Saint Thomas d’Aquin - Somme Théologique

3a = Tertia Pars = 3ème partie

Question 20 : Des choses qui conviennent au Christ selon qu’il a été soumis à son Père

 

            Nous avons à considérer les choses qui conviennent au Christ par rapport à son Père. Parmi ces choses il y en a qui se disent du Christ selon qu’il se rapporte à son Père, par exemple selon qu’il lui a été soumis, qu’il l’a prié, qu’il l’a servi comme prêtre ; et il y en a d’autres qui se disent ou qui peuvent se dire selon que son Père se l’apporte à lui ; par exemple, quand son Père l’a adopté et l’a prédestiné. — Nous devons nous occuper : 1° de la soumission du Christ envers son Père ; 2° de sa prière ; 3° de son sacerdoce ; 4° de son adoption ; 5° de sa prédestination. — Sur la première de ces deux considérations il y a deux questions à faire : 1° Le Christ est-il soumis à son Père ? (Tous les Pères reconnaissent que le Fils, comme homme, a été le serviteur du l’ère, mais ils ne veulent pas qu’il soit appelé le serviteur du Verbe, parce que cette expression supposerait en lui une double personne.) — 2° Est-il soumis à lui-même ? (Cet article a pour objet de dévoiler une équivoque de Nestorius, qui prétendait que le Christ était soumis à lui-même, et qui entendait cette soumission de la part de la personne, au lieu de l’entendre de la nature. Saint Cyrille a porté contre cette subtilité son sixième anathème.)

 

Article 1 : Doit-on dire quel le Christ est soumis à son Père ?

 

Objection N°1. Il semble qu’on ne doive pas dire que le Christ a été soumis à son Père. Car tout ce qui est soumis à Dieu le Père est une créature, parce que, selon l’expression de Gennade (Lib. de Ecclesiast. dogm., chap. 4), dans la Trinité il n’y a rien qui serve, ni qui soit soumis. Or, on ne doit pas dire absolument que le Christ est une créature, comme nous l’avons vu (quest. 16, art. 8). On ne doit donc pas dire non plus absolument qu’il est soumis à Dieu son Père.

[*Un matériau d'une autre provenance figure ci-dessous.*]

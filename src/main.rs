//! # cloud-secrets
//!
//! Periodically fetches one secret from AWS Secrets Manager, Azure Key Vault or
//! Google Secret Manager and reports the time of the last successful sync as a
//! Prometheus metric.
//!
//! Every flag can also be set through a `CLOUD_SECRETS_*` environment variable; see
//! `cloud-secrets --help`.

use anyhow::{Context, Result};
use clap::Parser;
use cloud_secrets::config::Config;
use cloud_secrets::runtime;

#[tokio::main]
async fn main() -> Result<()> {
    let config = Config::parse();
    config.validate().context("Invalid configuration")?;
    runtime::run(config).await
}
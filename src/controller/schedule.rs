//! # Run Schedule
//!
//! Lock-free "next eligible run" cell shared by the driver loop and any caller that
//! wants to trigger a synchronization.
//!
//! The next run is stored as nanoseconds since the schedule was created. A value of
//! zero means the schedule is due immediately.

use std::sync::atomic::{AtomicU64, Ordering};
use std::time::Duration;
use tokio::time::Instant;

#[derive(Debug)]
pub struct RunSchedule {
    origin: Instant,
    next_run_nanos: AtomicU64,
    min_interval: Duration,
    interval: Duration,
}

fn as_nanos(duration: Duration) -> u64 {
    u64::try_from(duration.as_nanos()).unwrap_or(u64::MAX)
}

impl RunSchedule {
    /// Create a schedule that is due immediately
    ///
    /// `min_interval` delays runs requested through [`RunSchedule::schedule_run_once`];
    /// `interval` separates two runs granted by [`RunSchedule::should_run_once`].
    #[must_use]
    pub fn new(min_interval: Duration, interval: Duration) -> Self {
        Self {
            origin: Instant::now(),
            next_run_nanos: AtomicU64::new(0),
            min_interval,
            interval,
        }
    }

    /// Instant the schedule measures from
    #[must_use]
    pub fn origin(&self) -> Instant {
        self.origin
    }

    #[must_use]
    pub fn interval(&self) -> Duration {
        self.interval
    }

    #[must_use]
    pub fn min_interval(&self) -> Duration {
        self.min_interval
    }

    fn offset(&self, now: Instant) -> u64 {
        as_nanos(now.saturating_duration_since(self.origin))
    }

    /// Earliest instant at which the next run is granted
    #[must_use]
    pub fn next_eligible_run(&self) -> Instant {
        self.origin + Duration::from_nanos(self.next_run_nanos.load(Ordering::Acquire))
    }

    /// Request a run no earlier than `now + min_interval`
    ///
    /// The deadline only moves forward: a pending later deadline is kept, and a
    /// burst of requests collapses into one run.
    pub fn schedule_run_once(&self, now: Instant) {
        let next = self.offset(now).saturating_add(as_nanos(self.min_interval));
        self.next_run_nanos.fetch_max(next, Ordering::AcqRel);
    }

    /// Check whether a run is due at `now` and, if so, claim it
    ///
    /// Claiming moves the deadline to `now + interval`. Of several callers racing
    /// on the same window, exactly one gets `true`.
    pub fn should_run_once(&self, now: Instant) -> bool {
        let now_nanos = self.offset(now);
        let interval_nanos = as_nanos(self.interval);

        self.next_run_nanos
            .fetch_update(Ordering::AcqRel, Ordering::Acquire, |next| {
                (now_nanos >= next).then(|| now_nanos.saturating_add(interval_nanos))
            })
            .is_ok()
    }
}
//! # Provider Configuration
//!
//! Backend-specific settings handed to each provider constructor.

use crate::constants::AZURE_KEY_VAULT_DNS_SUFFIX;
use clap::ValueEnum;

/// AWS Secrets Manager configuration
#[derive(Debug, Clone, PartialEq, Eq)]
pub struct AwsConfig {
    /// AWS region (e.g., "us-east-1", "eu-west-1")
    pub region: String,
    /// IAM role ARN assumed on top of the default credential chain
    /// Format: arn:aws:iam::<account-id>:role/<role-name>
    pub assume_role: Option<String>,
    /// Retries after the first attempt, handled by the SDK
    pub api_retries: u32,
    /// Override of the Secrets Manager endpoint
    pub endpoint_url: Option<String>,
}

/// Azure authentication method
#[derive(Debug, Clone, Copy, PartialEq, Eq, ValueEnum)]
pub enum AzureAuthMethod {
    /// Reuse the session of a logged-in Azure CLI (`az login`)
    Cli,
    /// Managed Identity (AKS, App Service, VMs)
    ManagedIdentity,
    /// Workload Identity federation (AKS with Workload Identity enabled)
    WorkloadIdentity,
}

/// Azure Key Vault configuration
#[derive(Debug, Clone, PartialEq, Eq)]
pub struct AzureConfig {
    /// Key Vault name, or a full `https://` vault URL
    pub key_vault: String,
    pub region: String,
    pub resource_group: String,
    pub auth: AzureAuthMethod,
    /// Client ID of the managed or workload identity
    pub client_id: Option<String>,
}

impl AzureConfig {
    /// Vault URL for the configured vault
    ///
    /// Format: `https://{vault-name}.vault.azure.net/`. Full URLs are passed through.
    #[must_use]
    pub fn vault_url(&self) -> String {
        let vault = self.key_vault.trim();
        if vault.starts_with("https://") || vault.starts_with("http://") {
            if vault.ends_with('/') {
                vault.to_string()
            } else {
                format!("{vault}/")
            }
        } else {
            format!("https://{vault}.{AZURE_KEY_VAULT_DNS_SUFFIX}/")
        }
    }
}

/// Where the Google provider gets its OAuth2 access token from
#[derive(Clone, PartialEq, Eq)]
pub enum GcpCredentialSource {
    /// GCE/GKE metadata server (Workload Identity)
    MetadataServer,
    /// Pre-issued access token, e.g. from `gcloud auth print-access-token`
    AccessToken(String),
}

impl std::fmt::Debug for GcpCredentialSource {
    fn fmt(&self, f: &mut std::fmt::Formatter<'_>) -> std::fmt::Result {
        match self {
            GcpCredentialSource::MetadataServer => f.write_str("MetadataServer"),
            GcpCredentialSource::AccessToken(_) => f.write_str("AccessToken(<redacted>)"),
        }
    }
}

/// Google Secret Manager configuration
#[derive(Debug, Clone, PartialEq, Eq)]
pub struct GcpConfig {
    pub project_id: String,
    /// Version number or alias such as `latest`
    pub secret_version: String,
    /// REST endpoint, without the `/v1` suffix
    pub endpoint: String,
    pub credentials: GcpCredentialSource,
}
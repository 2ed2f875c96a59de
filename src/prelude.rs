//! # Prelude
//!
//! Re-exports commonly used types and traits for convenience.
//!
//! ```rust
//! use cloud_secrets::prelude::*;
//! ```

pub use crate::config::{Config, LogFormat, ProviderKind};

pub use crate::controller::{Controller, RunSchedule, SyncOutcome};

pub use crate::observability::metrics::Metrics;

pub use crate::provider::{SecretError, SecretProvider, SecretValue};

pub use crate::provider::aws::AwsSecretsManager;
pub use crate::provider::azure::AzureKeyVault;
pub use crate::provider::gcp::GoogleSecretManager;
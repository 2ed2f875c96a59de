//! GCP Secret Manager REST API response payloads
//!
//! API Reference: https://cloud.google.com/secret-manager/docs/reference/rest

use serde::Deserialize;

/// Response from accessing a secret version
///
/// Returned by `GET /v1/projects/{project}/secrets/{secret}/versions/{version}:access`.
#[derive(Debug, Deserialize)]
pub(crate) struct AccessSecretVersionResponse {
    /// Resolved resource name, e.g. `projects/p/secrets/s/versions/3`
    #[serde(default)]
    pub name: String,
    pub payload: SecretPayload,
}

/// Secret payload; `data` is base64-encoded
#[derive(Debug, Deserialize)]
pub(crate) struct SecretPayload {
    #[serde(default)]
    pub data: String,
}

/// Error envelope returned by Google APIs
#[derive(Debug, Deserialize)]
pub(crate) struct GcpErrorResponse {
    pub error: GcpError,
}

#[derive(Debug, Deserialize)]
pub(crate) struct GcpError {
    /// HTTP status code (e.g., 404, 403, 500)
    pub code: u16,
    pub message: String,
    /// Canonical status (e.g., "NOT_FOUND", "PERMISSION_DENIED")
    #[serde(default)]
    pub status: String,
}

/// OAuth2 access token from the metadata server
#[derive(Deserialize)]
pub(crate) struct TokenResponse {
    pub access_token: String,
    /// Seconds until the token expires
    pub expires_in: u64,
}
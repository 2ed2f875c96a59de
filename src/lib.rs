//! Cloud Secrets Library
//!
//! Periodically retrieves a named secret from AWS Secrets Manager, Azure Key Vault
//! or Google Secret Manager and reports the last successful sync as a Prometheus gauge.
//!
//! The interesting part is the throttled reconciliation loop in [`controller`]: it
//! decides *when* a fetch runs. The fetch itself lives behind the
//! [`provider::SecretProvider`] trait, one implementation per backend.
//!
//! ## Quick Start
//!
//! ```rust
//! use cloud_secrets::prelude::*;
//! ```

pub mod config;
pub mod constants;
pub mod controller;
pub mod observability;
pub mod prelude;
pub mod provider;
pub mod runtime;
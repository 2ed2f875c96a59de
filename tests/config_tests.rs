//! # Configuration Tests
//!
//! Command-line parsing, environment variable names, defaults and validation.

use clap::error::ErrorKind;
use clap::{CommandFactory, Parser};
use cloud_secrets::config::{
    AzureAuthMethod, Config, ConfigError, GcpCredentialSource, LogFormat, LogLevel, ProviderKind,
};
use std::time::Duration;

fn parse(args: &[&str]) -> Result<Config, clap::Error> {
    Config::try_parse_from(std::iter::once("cloud-secrets").chain(args.iter().copied()))
}

#[test]
fn test_defaults() {
    let config = parse(&["--provider", "aws", "--secret-name", "db-password"]).unwrap();

    assert_eq!(config.provider, ProviderKind::Aws);
    assert_eq!(config.interval, Duration::from_secs(60));
    assert!(!config.once);
    assert!(!config.reveal_secret);
    assert_eq!(config.log_format, LogFormat::Text);
    assert_eq!(config.log_level, LogLevel::Info);
    assert_eq!(config.metrics_address, "0.0.0.0:7979".parse().unwrap());
    assert_eq!(config.aws_region, "us-east-1");
    assert_eq!(config.aws_api_retries, 3);
    assert_eq!(config.azure_region, "centralus");
    assert_eq!(config.azure_auth, AzureAuthMethod::Cli);
    assert_eq!(config.google_secret_version, "latest");
    assert_eq!(config.google_endpoint, "https://secretmanager.googleapis.com");
    assert!(config.validate().is_ok());
}

#[test]
fn test_unknown_provider_is_rejected() {
    let error = parse(&["--provider", "digitalocean", "--secret-name", "db"]).unwrap_err();
    assert_eq!(error.kind(), ErrorKind::InvalidValue);
}

#[test]
fn test_invalid_interval_is_rejected() {
    let error = parse(&["--provider", "aws", "--secret-name", "db", "--interval", "soon"])
        .unwrap_err();
    assert_eq!(error.kind(), ErrorKind::ValueValidation);
}

#[test]
fn test_compound_interval_and_address() {
    let config = parse(&[
        "--provider",
        "aws",
        "--secret-name",
        "db",
        "--interval",
        "1m30s",
        "--metrics-address",
        "127.0.0.1:9090",
    ])
    .unwrap();
    assert_eq!(config.interval, Duration::from_secs(90));
    assert_eq!(config.metrics_address, "127.0.0.1:9090".parse().unwrap());
}

#[test]
fn test_log_level_aliases() {
    for (value, expected) in [
        ("warn", LogLevel::Warning),
        ("warning", LogLevel::Warning),
        ("fatal", LogLevel::Fatal),
        ("panic", LogLevel::Panic),
    ] {
        let config = parse(&["--provider", "aws", "--secret-name", "db", "--log-level", value])
            .unwrap();
        assert_eq!(config.log_level, expected, "--log-level {value}");
    }
}

#[test]
fn test_every_flag_has_prefixed_env_var() {
    let command = Config::command();
    for arg in command.get_arguments() {
        let id = arg.get_id().as_str();
        if matches!(id, "help" | "version") {
            continue;
        }
        let expected = format!("CLOUD_SECRETS_{}", id.to_uppercase());
        let env = arg
            .get_env()
            .unwrap_or_else(|| panic!("--{id} has no environment variable"));
        assert_eq!(env.to_str(), Some(expected.as_str()), "--{id}");
    }
}

#[test]
fn test_missing_secret_name_fails_validation() {
    let config = parse(&["--provider", "aws"]).unwrap();
    assert_eq!(config.validate(), Err(ConfigError::MissingSecretName));

    let config = parse(&["--provider", "aws", "--secret-name", "   "]).unwrap();
    assert_eq!(config.validate(), Err(ConfigError::MissingSecretName));
}

#[test]
fn test_zero_interval_fails_validation() {
    let config = parse(&["--provider", "aws", "--secret-name", "db", "--interval", "0"]).unwrap();
    assert_eq!(config.validate(), Err(ConfigError::ZeroInterval));
}

#[test]
fn test_provider_required_fields() {
    let config = parse(&["--provider", "azure", "--secret-name", "db"]).unwrap();
    assert_eq!(
        config.validate(),
        Err(ConfigError::MissingProviderField {
            provider: ProviderKind::Azure,
            flag: "azure-key-vault",
        })
    );

    let config = parse(&["--provider", "google", "--secret-name", "db"]).unwrap();
    assert_eq!(
        config.validate(),
        Err(ConfigError::MissingProviderField {
            provider: ProviderKind::Google,
            flag: "google-project-id",
        })
    );

    // Only the selected provider's fields matter
    let config = parse(&["--provider", "aws", "--secret-name", "db"]).unwrap();
    assert!(config.validate().is_ok());
}

#[test]
fn test_workload_identity_without_client_id_is_valid() {
    let config = parse(&[
        "--provider",
        "azure",
        "--secret-name",
        "db",
        "--azure-key-vault",
        "my-vault",
        "--azure-auth",
        "workload-identity",
    ])
    .unwrap();
    assert!(config.validate().is_ok());
    assert_eq!(config.azure().client_id, None);
    assert_eq!(config.azure().vault_url(), "https://my-vault.vault.azure.net/");
}

#[test]
fn test_provider_settings() {
    let config = parse(&[
        "--provider",
        "aws",
        "--secret-name",
        "db",
        "--aws-assume-role",
        "arn:aws:iam::123456789012:role/reader",
        "--aws-api-retries",
        "0",
    ])
    .unwrap();
    let aws = config.aws();
    assert_eq!(
        aws.assume_role.as_deref(),
        Some("arn:aws:iam::123456789012:role/reader")
    );
    assert_eq!(aws.api_retries, 0);

    let config = parse(&["--provider", "aws", "--secret-name", "db"]).unwrap();
    assert_eq!(config.aws().assume_role, None);

    let config = parse(&[
        "--provider",
        "google",
        "--secret-name",
        "db",
        "--google-project-id",
        "my-project",
        "--google-access-token",
        "ya29.token",
    ])
    .unwrap();
    let gcp = config.gcp();
    assert_eq!(gcp.project_id, "my-project");
    assert_eq!(
        gcp.credentials,
        GcpCredentialSource::AccessToken("ya29.token".to_string())
    );
}

#[test]
fn test_debug_redacts_access_token() {
    let config = parse(&[
        "--provider",
        "google",
        "--secret-name",
        "db",
        "--google-project-id",
        "my-project",
        "--google-access-token",
        "ya29.super-secret",
    ])
    .unwrap();
    let rendered = format!("{config:?}");
    assert!(!rendered.contains("super-secret"));
    assert!(rendered.contains("my-project"));
}
//! # Observability
//!
//! - `logging`: tracing subscriber setup (text or JSON)
//! - `metrics`: Prometheus metrics served on `/metrics`

pub mod logging;
pub mod metrics;

pub use logging::init_logging;
pub use metrics::Metrics;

Réponse à l’objection N°1 : Comme on ne doit pas croire simplement que le Christ est une créature, mais qu’on doit l’entendre seulement par rapport à la nature humaine, soit qu’on détermine ce sens, soit qu’on ne le détermine pas, comme nous l’avons dit (quest. 16, art. 8) ; de même on ne doit pas comprendre simplement que le Christ est soumis à son Père, mais on doit l’entendre seulement par rapport à la nature humaine, quand même cette restriction ne serait pas ajoutée. Mais il est plus convenable de l’exprimer pour éviter l’erreur d’Arius qui a supposé, moindre que le Père.

 

Objection N°2. On dit qu’une chose est soumise à Dieu par là même qu’elle est asservie à son domaine. Or, on ne peut pas dire que la nature humaine a été asservie dans le Christ. Car d’après saint Jean Damascène (De orth. fid., liv. 3, chap. 21) : Nous devons savoir qu’on ne peut pas dire que la nature humaine est esclave ; puisque les mots de servitude et de domination ne sont pas des noms qui fassent connaître la nature, mais des expressions relatives, comme les mots de paternité et de libation. Le Christ n’a donc pas été soumis à Dieu son Père par rapport à la nature humaine.

Réponse à l’objection N°2 : La relation de servitude et de domination est fondée sur l’action et la passion, en tant qu’il appartient au serviteur d’être mû par le maître selon ses ordres. L’action ne s’attribue pas à la nature, comme à l’agent, mais à la personne ; car les actes appartiennent aux suppôts et aux individus, d’après Aristote (Met., liv. 1, chap. 1). Toutefois l’action s’attribue à la nature comme au principe par lequel la personne ou l’hypostase agit. C’est pourquoi, quoiqu’on ne dise pas proprement que la nature soit reine ou esclave ; cependant on peut dire dans le sens propre que toute hypostase ou toute personne est maîtresse ou esclave par rapport à telle ou telle nature. Ainsi rien n’empêche de dire que le Christ est soumis au Père ou qu’il est son esclave par rapport à la nature humaine.

 

Objection N°3. Saint Paul dit (1 Cor., 15, 28) : Quand toutes choses auront été assujetties au Fils, alors il sera lui-même assujetti à celui qui lui aura tout soumis. Or, d’après le même Apôtre (Héb., 2, 8) : Nous ne voyons pas encore maintenant que toutes choses lui aient été assujetties. Il n’a donc pas encore été soumis lui-même au Père qui lui a soumis toutes choses.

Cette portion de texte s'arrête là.